Moment, w którym jesteśmy gotowi jest momentem, w którym przestajemy marzyć. Nagle nie chodzi o „stawanie się”. Nagle chodzi o „robienie”.
Nie weszliśmy, by poprosić redaktora o władzę. Weszliśmy i grzecznie poinformowaliśmy go, że już mamy władzę. To właśnie to oznacza bycie „gotowym”. To właśnie to oznacza „wzięcie władzy”. Nie potrzebowanie niczego od innych, by być najlepszym na świecie.
30. Bez względu na to, jaki wybór podejmiemy, w końcu Diabeł weźmie swoją działkę.
31. Najtrudniejszą częścią bycia kreatywnym jest przyzwyczajenie się do tego.
32. Bądźmy skromni.
Częścią bycia kreatywnym jest nauczenie się, jak chronić swoją wolność. To obejmuje wolność od chciwości.
33. Pozwólmy, by nasza sztuka starzała się razem z nami. Starzejemy się szybciej niż nam się wydaje. Bądźmy gotowi, gdy to nastąpi.
34. Bycie biednym jest do kitu. Największym błędem, jaki popełniają młodzi ludzie jest niedocenianie, jak konkurencyjny jest świat.
35. Strzeżmy się zmieniania hobby w pracę.
James Gold-Smith raz zażartował: „Gdy mężczyzna poślubia kobietę, natychmiast tworzy wolne stanowisko”. To, co jest prawdą w świecie kobieciarzy, jest też prawdą w życiu.
„Kiedyś ten mężczyzna miał pracę i hobby.
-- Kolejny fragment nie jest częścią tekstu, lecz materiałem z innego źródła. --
use std::path::Path;

use crate::{
    assets::image_ref::ImageRef,
    document::{color::Color, format::PostFormat},
    foundation::core::clamp_total,
    foundation::error::{BrandpostError, BrandpostResult},
};

pub(crate) const MAIN_IMAGE_Y_RANGE: (f64, f64) = (0.0, 100.0);
pub(crate) const CIRCLE_SIZE_RANGE: (f64, f64) = (10.0, 70.0);
pub(crate) const CIRCLE_IMAGE_SCALE_RANGE: (f64, f64) = (1.0, 3.0);
pub(crate) const CIRCLE_IMAGE_Y_RANGE: (f64, f64) = (0.0, 100.0);
pub(crate) const HEADLINE_SIZE_RANGE: (u32, u32) = (40, 160);

const DEFAULT_BRAND_NAME: &str = "EZEN NEWS";
const DEFAULT_HEADLINE: &str =
    "EZEN NEWS revelado: Novo gerador de posts {revoluciona} design digital";

/// The single source of truth for one post, persisted as a unit.
///
/// Geometry is stored in percentages of the preview so it survives responsive resizing.
/// `headline_y` is the exception: a pixel offset on top of the format's headline baseline.
///
/// Documents are replaced, never patched: every edit goes through [`LayoutDocument::apply`] or a
/// drag mapper and yields a new value whose clamps already hold.
#[derive(Clone, Debug, PartialEq, serde::Serialize, serde::Deserialize)]
#[serde(rename_all = "camelCase", default)]
pub struct LayoutDocument {
    /// Output format.
    pub format: PostFormat,
    /// Brand name shown at the top.
    pub brand_name: String,
    /// Headline; `{...}` marks highlighted segments.
    pub headline_text: String,
    /// Color of highlighted headline segments.
    pub highlight_color: Color,
    /// Color of the brand name and the inset ring.
    pub brand_color: Color,
    /// Background photo.
    pub main_image_ref: Option<ImageRef>,
    /// Circular inset photo.
    pub circle_image_ref: Option<ImageRef>,
    /// Vertical pan of the background, 0 = top-aligned, 100 = bottom-aligned.
    pub main_image_y: f64,
    /// Inset distance from the right edge, percent of preview width.
    pub circle_x: f64,
    /// Inset distance from the top edge, percent of preview height.
    pub circle_y: f64,
    /// Inset diameter, percent of preview width, in [10, 70].
    pub circle_size: f64,
    /// Zoom of the inset content, in [1, 3].
    pub circle_image_scale: f64,
    /// Vertical pan of the inset content, in [0, 100].
    pub circle_image_y: f64,
    /// Headline size, percent of the format's base size, in [40, 160].
    pub headline_size: u32,
    /// Pixel offset above the format's headline baseline (positive moves up).
    pub headline_y: f64,
}

impl Default for LayoutDocument {
    fn default() -> Self {
        Self {
            format: PostFormat::Square,
            brand_name: DEFAULT_BRAND_NAME.to_owned(),
            headline_text: DEFAULT_HEADLINE.to_owned(),
            highlight_color: Color::rgb(0xfa, 0xcc, 0x15),
            brand_color: Color::WHITE,
            main_image_ref: None,
            circle_image_ref: None,
            main_image_y: 50.0,
            circle_x: 5.0,
            circle_y: 5.0,
            circle_size: 30.0,
            circle_image_scale: 1.0,
            circle_image_y: 50.0,
            headline_size: 100,
            headline_y: 0.0,
        }
    }
}

/// A form-control edit. Applied with [`LayoutDocument::apply`].
#[derive(Clone, Debug, PartialEq)]
pub enum EditAction {
    /// Switch the output format.
    SetFormat(PostFormat),
    /// Replace the brand name.
    SetBrandName(String),
    /// Replace the headline text.
    SetHeadlineText(String),
    /// Replace the highlight color.
    SetHighlightColor(Color),
    /// Replace the brand color.
    SetBrandColor(Color),
    /// Replace (or clear) the background photo.
    SetMainImage(Option<ImageRef>),
    /// Replace (or clear) the inset photo.
    SetCircleImage(Option<ImageRef>),
    /// Set the background pan.
    SetMainImageY(f64),
    /// Move the inset; values are clamped so the circle stays inside the preview.
    SetCirclePosition {
        /// Distance from the right edge, percent.
        x: f64,
        /// Distance from the top edge, percent.
        y: f64,
    },
    /// Resize the inset, re-clamping its position.
    SetCircleSize(f64),
    /// Set the inset zoom.
    SetCircleImageScale(f64),
    /// Set the inset content pan.
    SetCircleImageY(f64),
    /// Set the headline size percentage.
    SetHeadlineSize(u32),
    /// Set the headline offset in pixels.
    SetHeadlineY(f64),
    /// Put all geometry back to defaults, keeping text, colors, images and format.
    ResetLayout,
}

impl LayoutDocument {
    /// Apply one edit and return the resulting document.
    pub fn apply(self, action: EditAction) -> Self {
        match action {
            EditAction::SetFormat(format) => Self { format, ..self },
            EditAction::SetBrandName(brand_name) => Self { brand_name, ..self },
            EditAction::SetHeadlineText(headline_text) => Self {
                headline_text,
                ..self
            },
            EditAction::SetHighlightColor(highlight_color) => Self {
                highlight_color,
                ..self
            },
            EditAction::SetBrandColor(brand_color) => Self {
                brand_color,
                ..self
            },
            EditAction::SetMainImage(main_image_ref) => Self {
                main_image_ref,
                ..self
            },
            EditAction::SetCircleImage(circle_image_ref) => Self {
                circle_image_ref,
                ..self
            },
            EditAction::SetMainImageY(v) => self.with_main_image_y(v),
            EditAction::SetCirclePosition { x, y } => self.with_circle_position(x, y),
            EditAction::SetCircleSize(v) => {
                let circle_size = clamp_range(v, CIRCLE_SIZE_RANGE);
                let (x, y) = (self.circle_x, self.circle_y);
                Self {
                    circle_size,
                    ..self
                }
                .with_circle_position(x, y)
            }
            EditAction::SetCircleImageScale(v) => Self {
                circle_image_scale: clamp_range(v, CIRCLE_IMAGE_SCALE_RANGE),
                ..self
            },
            EditAction::SetCircleImageY(v) => Self {
                circle_image_y: clamp_range(v, CIRCLE_IMAGE_Y_RANGE),
                ..self
            },
            EditAction::SetHeadlineSize(v) => Self {
                headline_size: v.clamp(HEADLINE_SIZE_RANGE.0, HEADLINE_SIZE_RANGE.1),
                ..self
            },
            EditAction::SetHeadlineY(v) => self.with_headline_y(v),
            EditAction::ResetLayout => {
                let d = Self::default();
                Self {
                    main_image_y: d.main_image_y,
                    circle_x: d.circle_x,
                    circle_y: d.circle_y,
                    circle_size: d.circle_size,
                    circle_image_scale: d.circle_image_scale,
                    circle_image_y: d.circle_image_y,
                    headline_size: d.headline_size,
                    headline_y: d.headline_y,
                    ..self
                }
            }
        }
    }

    /// Background pan, clamped to [0, 100].
    pub fn with_main_image_y(self, v: f64) -> Self {
        Self {
            main_image_y: clamp_range(v, MAIN_IMAGE_Y_RANGE),
            ..self
        }
    }

    /// Inset position, clamped so `x + size <= 100` and `y + size <= 100`.
    pub fn with_circle_position(self, x: f64, y: f64) -> Self {
        let max = 100.0 - self.circle_size;
        Self {
            circle_x: clamp_total(x, 0.0, max),
            circle_y: clamp_total(y, 0.0, max),
            ..self
        }
    }

    /// Headline offset; non-finite input collapses to 0.
    pub fn with_headline_y(self, v: f64) -> Self {
        Self {
            headline_y: if v.is_finite() { v } else { 0.0 },
            ..self
        }
    }

    /// Re-apply every clamp. Used on documents that did not come from the reducers
    /// (persisted stores, hand-edited JSON).
    pub fn normalized(self) -> Self {
        let size = clamp_range(self.circle_size, CIRCLE_SIZE_RANGE);
        let (x, y, headline_y, main_y) =
            (self.circle_x, self.circle_y, self.headline_y, self.main_image_y);
        Self {
            circle_size: size,
            circle_image_scale: clamp_range(self.circle_image_scale, CIRCLE_IMAGE_SCALE_RANGE),
            circle_image_y: clamp_range(self.circle_image_y, CIRCLE_IMAGE_Y_RANGE),
            headline_size: self
                .headline_size
                .clamp(HEADLINE_SIZE_RANGE.0, HEADLINE_SIZE_RANGE.1),
            ..self
        }
        .with_main_image_y(main_y)
        .with_circle_position(x, y)
        .with_headline_y(headline_y)
    }

    /// Parse a document from JSON and normalize it.
    pub fn from_json_str(s: &str) -> BrandpostResult<Self> {
        let doc: Self = serde_json::from_str(s)
            .map_err(|e| BrandpostError::serde(format!("parse layout document JSON: {e}")))?;
        Ok(doc.normalized())
    }

    /// Read and normalize a document from a JSON file on disk.
    pub fn from_path(path: impl AsRef<Path>) -> BrandpostResult<Self> {
        let path = path.as_ref();
        let s = std::fs::read_to_string(path).map_err(|e| {
            BrandpostError::validation(format!("open layout document '{}': {e}", path.display()))
        })?;
        Self::from_json_str(&s)
    }

    /// Pretty JSON form, as written by the file store and the CLI.
    pub fn to_json_pretty(&self) -> BrandpostResult<String> {
        serde_json::to_string_pretty(self)
            .map_err(|e| BrandpostError::serde(format!("serialize layout document: {e}")))
    }
}

fn clamp_range(v: f64, (lo, hi): (f64, f64)) -> f64 {
    clamp_total(v, lo, hi)
}

#[cfg(test)]
#[path = "../../tests/unit/document/model.rs"]
mod tests;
Teraz nagle ma pracę, ale nie ma już hobby. Ale widzisz, człowiek potrzebuje jednego i drugiego. A co robimy ze swoim czasem, gdy nie mamy hobby?” – mój przyjaciel podniósł szklankę – „Odpowiedź brzmi: pijemy.”
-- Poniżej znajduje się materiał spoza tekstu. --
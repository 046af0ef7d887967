use crate::foundation::core::Size;

/// Output format of a post. Selects the aspect ratio and the format-dependent layout constants.
#[derive(
    Clone, Copy, Debug, Default, PartialEq, Eq, Hash, serde::Serialize, serde::Deserialize,
)]
#[serde(rename_all = "lowercase")]
pub enum PostFormat {
    /// 1:1 feed post.
    #[default]
    Square,
    /// 4:5 tall feed post.
    Portrait,
    /// 16:9 wide post.
    Landscape,
}

impl PostFormat {
    /// All formats, in form-control order.
    pub const ALL: [PostFormat; 3] = [Self::Square, Self::Portrait, Self::Landscape];

    /// Stable lowercase name (also the serialized form).
    pub fn name(self) -> &'static str {
        match self {
            Self::Square => "square",
            Self::Portrait => "portrait",
            Self::Landscape => "landscape",
        }
    }

    /// Aspect ratio as `(width, height)` terms.
    pub fn aspect_ratio(self) -> (u32, u32) {
        match self {
            Self::Square => (1, 1),
            Self::Portrait => (4, 5),
            Self::Landscape => (16, 9),
        }
    }

    /// Preview size in CSS pixels; export size is this times the capture scale.
    pub fn preview_size(self) -> Size {
        match self {
            Self::Square => Size::new(360.0, 360.0),
            Self::Portrait => Size::new(360.0, 450.0),
            Self::Landscape => Size::new(640.0, 360.0),
        }
    }

    /// Headline base font size in root-em before `headlineSize` scaling.
    pub fn font_base_rem(self) -> f64 {
        match self {
            Self::Square => 3.0,
            Self::Landscape => 3.2,
            Self::Portrait => 3.5,
        }
    }

    /// Fraction of the height covered by the bottom gradient.
    pub fn gradient_fraction(self) -> f64 {
        match self {
            Self::Portrait => 0.80,
            Self::Square | Self::Landscape => 0.85,
        }
    }

    /// Distance of the brand name from the top edge, in CSS pixels.
    pub fn brand_top_px(self) -> f64 {
        match self {
            Self::Square => 24.0,
            Self::Portrait => 40.0,
            Self::Landscape => 20.0,
        }
    }

    /// Resting distance of the headline block from the bottom edge, in CSS pixels.
    pub fn headline_baseline_px(self) -> f64 {
        match self {
            Self::Portrait => 180.0,
            Self::Square | Self::Landscape => 100.0,
        }
    }
}

impl std::str::FromStr for PostFormat {
    type Err = crate::foundation::error::BrandpostError;

    fn from_str(s: &str) -> Result<Self, Self::Err> {
        Self::ALL
            .into_iter()
            .find(|f| f.name().eq_ignore_ascii_case(s.trim()))
            .ok_or_else(|| {
                crate::foundation::error::BrandpostError::validation(format!(
                    "unknown post format \"{s}\" (expected square, portrait or landscape)"
                ))
            })
    }
}

#[cfg(test)]
#[path = "../../tests/unit/document/format.rs"]
mod tests;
36. Delektujmy się nieznanym, dopóki trwa. Gdy już nam się „uda”, nasza praca nigdy nie będzie taka sama.
Jeśli wciąż będą „jeść psie żarcie” za kilkadziesiąt lat, to wątpię, żeby byli tak liryczni. Ale dopóki nie będziemy mogli się w końcu rozwinąć, ten czas trzeba smakować. Czas, gdy nasza praca jest dla nas wciąż nowa, czas, kiedy świat nie musi być karmiony.
37. Zacznijmy pisać bloga.
38. Znaczenie jest wielkością skalarną.